The Power of Shredders and Sledgehammers
I have to admit, after reading that the Smash Shack sold items for smashing, I wondered what the point was of destroying an object that held no previous attachment. Could it have the same affect? But as it turns out, sometimes it’s not just about what you’re breaking but the act of destruction itself. A study done in February 2009 found that 47 percent of people who were asked to shred papers felt less stress afterward. A whopping 80 percent felt like they had more power over their lives. For full disclosure, this study was conducted by Staples, Inc., a company with a vested interest in shredder purchases, but as anyone who’s had to shred something can attest to, there’s something oddly enjoyable about watching papers become reduced to strips.

Therapeutic practices centered on destruction are constantly popping up in the news—not only because the methods are unique, but because it really does seem to work in some cases. In Castejon, Spain, three men came up with a business they call Destruction Therapy (or Destructotherapy). In a large, vacant field, there are rows of cars, televisions, and household appliances. People pay in advance, don construction hats and protective suits, choose their tools, and break down or beat up whatever they want to.

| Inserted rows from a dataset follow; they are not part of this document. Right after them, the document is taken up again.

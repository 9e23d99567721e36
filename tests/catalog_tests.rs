/// Region catalog loading and validation through the public API
mod common;

use common::random_sequence;
use pretty_assertions::assert_eq;
use proptest::prelude::*;
use regionplex::{RegionCatalog, RegionplexError, ValidationIssue};

/// Distinct amplicons: each starts with its index spelled in bases.
fn amplicon(index: usize, len: usize, seed: u64) -> String {
    let mut prefix = String::new();
    let mut n = index;
    for _ in 0..6 {
        prefix.push(b"ACGT"[n % 4] as char);
        n /= 4;
    }
    format!("{}{}", prefix, random_sequence(seed + index as u64, len))
}

fn render(rows: &[(String, String, Option<String>)]) -> String {
    let mut text = String::from("Name\tAmplicon_Sequence\tsgRNA\n");
    for (name, seq, guide) in rows {
        text.push_str(&format!(
            "{}\t{}\t{}\n",
            name,
            seq,
            guide.as_deref().unwrap_or("NA")
        ));
    }
    text
}

fn render_catalog(catalog: &RegionCatalog) -> String {
    let rows: Vec<_> = catalog
        .iter()
        .map(|r| (r.name.clone(), r.sequence.clone(), r.guide.clone()))
        .collect();
    render(&rows)
}

proptest! {
    #![proptest_config(ProptestConfig::with_cases(32))]

    #[test]
    fn prop_catalog_reparses_to_itself(
        count in 1usize..12,
        len in 40usize..120,
        seed in any::<u32>(),
        guide_at in 0usize..20,
    ) {
        let rows: Vec<_> = (0..count)
            .map(|i| {
                let seq = amplicon(i, len, seed as u64);
                let guide = (i % 2 == 0).then(|| seq[guide_at..guide_at + 20].to_string());
                (format!("site_{}", i), seq, guide)
            })
            .collect();

        let catalog = RegionCatalog::from_reader(render(&rows).as_bytes()).unwrap();
        prop_assert_eq!(catalog.len(), count);

        let reparsed = RegionCatalog::from_reader(render_catalog(&catalog).as_bytes()).unwrap();
        prop_assert_eq!(reparsed, catalog);
    }
}

#[test]
fn test_lowercase_input_is_normalized() {
    let text = "amp1\tacgtacgtacgtacgtacgtacgt\tcgtacgtacgtacgtacgta\n";
    let catalog = RegionCatalog::from_reader(text.as_bytes()).unwrap();
    let region = catalog.get("amp1").unwrap();
    assert_eq!(region.sequence, "ACGTACGTACGTACGTACGTACGT");
    assert_eq!(region.guide.as_deref(), Some("CGTACGTACGTACGTACGTA"));
    assert!(!region.cut_offsets.is_empty());
}

#[test]
fn test_duplicate_sequence_without_duplicate_name() {
    let seq = random_sequence(7, 60);
    let text = format!("a\t{}\nb\t{}\n", seq, seq);
    let err = RegionCatalog::from_reader(text.as_bytes()).unwrap_err();
    match err {
        RegionplexError::Validation(report) => {
            assert!(report.has_duplicate_sequence());
            assert!(!report.has_duplicate_name());
        }
        other => panic!("unexpected error: {other}"),
    }
}

#[test]
fn test_duplicate_name_without_duplicate_sequence() {
    let text = format!(
        "a\t{}\na\t{}\n",
        random_sequence(1, 60),
        random_sequence(2, 60)
    );
    let err = RegionCatalog::from_reader(text.as_bytes()).unwrap_err();
    match err {
        RegionplexError::Validation(report) => {
            assert!(report.has_duplicate_name());
            assert!(!report.has_duplicate_sequence());
        }
        other => panic!("unexpected error: {other}"),
    }
}

#[test]
fn test_every_problem_is_reported() {
    let text = format!(
        "ok\t{}\nbad_bases\tACGTXXACGT\nno_guide\t{}\tTTTTTTTTTTTTTTTTTTTT\n",
        "ACGT".repeat(15),
        "ACGA".repeat(15)
    );
    let err = RegionCatalog::from_reader(text.as_bytes()).unwrap_err();
    let RegionplexError::Validation(report) = err else {
        panic!("expected a validation error");
    };
    assert_eq!(report.issues().len(), 2);
    assert!(report
        .issues()
        .iter()
        .any(|i| matches!(i, ValidationIssue::InvalidNucleotide { region, .. } if region == "bad_bases")));
    assert!(report
        .issues()
        .iter()
        .any(|i| matches!(i, ValidationIssue::GuideNotFound { region, .. } if region == "no_guide")));
}

#[test]
fn test_names_that_clean_to_the_same_file_collide() {
    let text = format!(
        "site 1\t{}\nsite1\t{}\n",
        random_sequence(3, 50),
        random_sequence(4, 50)
    );
    let err = RegionCatalog::from_reader(text.as_bytes()).unwrap_err();
    let RegionplexError::Validation(report) = err else {
        panic!("expected a validation error");
    };
    assert!(report
        .issues()
        .iter()
        .any(|i| matches!(i, ValidationIssue::FilenameCollision { .. })));
}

Hard Blows to Soft Surfaces
There’s not a lot of direction during the event in Spain; people are free to destroy at their own pace and are responsible for whether it works or not. Other similar exercises offer a little more guidance, such as the program offered at the Hoffman Institute, a nonprofit with locations all over the world (including one in Napa, CA). Patients stay there for eight days, one of which involves an hours-long pillow-hitting session. An instructor hands each person a wiffle bat and directs him or her to a giant pillow, which is supposed to symbolize someone who causes that person a lot of stress or anger. The program itself is supposed to help patients work through their repressed feelings, particularly when it comes to their parents.

I recently heard a woman talk about her experiences at the pillow session, where she watched people’s gentle taps turn into raging swings amidst crying and yelling. She was drawn to the program because of the issues she had with her mother, but by the end of the pillow session, she realized that she held a lot of repressed anger toward her father as well. She felt like she worked through a lot of the neuroses and destructive tendencies at the Institute, but that it was also far too easy to fall back into old habits soon after she left. So whether the program ultimately “worked” was still up in the air for her, but it did allow her to release a lot of pent-up emotions, many of which she wasn’t even aware she had.

Objects can hold a lot of power over people. They can represent the best or worst times in our lives, and when the case is the latter, it tends to cast a black cloud over the rest of our affairs. When we actively remove items from our lives, whether it’s throwing letters into a recycling bin or throwing keepsakes against a wall, we’re not only cleansing our lives of the bad energy—we’re taking the power back as well.

And for those times when we’re so overwhelmed with forceful emotions that we can’t even pinpoint a specific cause, we need a quick way to bring them to the surface, and that’s where controlled destruction, like what’s offered in Spain, Sarah’s Smash Shack, and the Hoffman Institute, can really benefit us. That’s not to say that violence is the answer to our problems, but every now and then, it seems like a little managed rage is the cathartic release we need—especially if we can do it to some good tunes.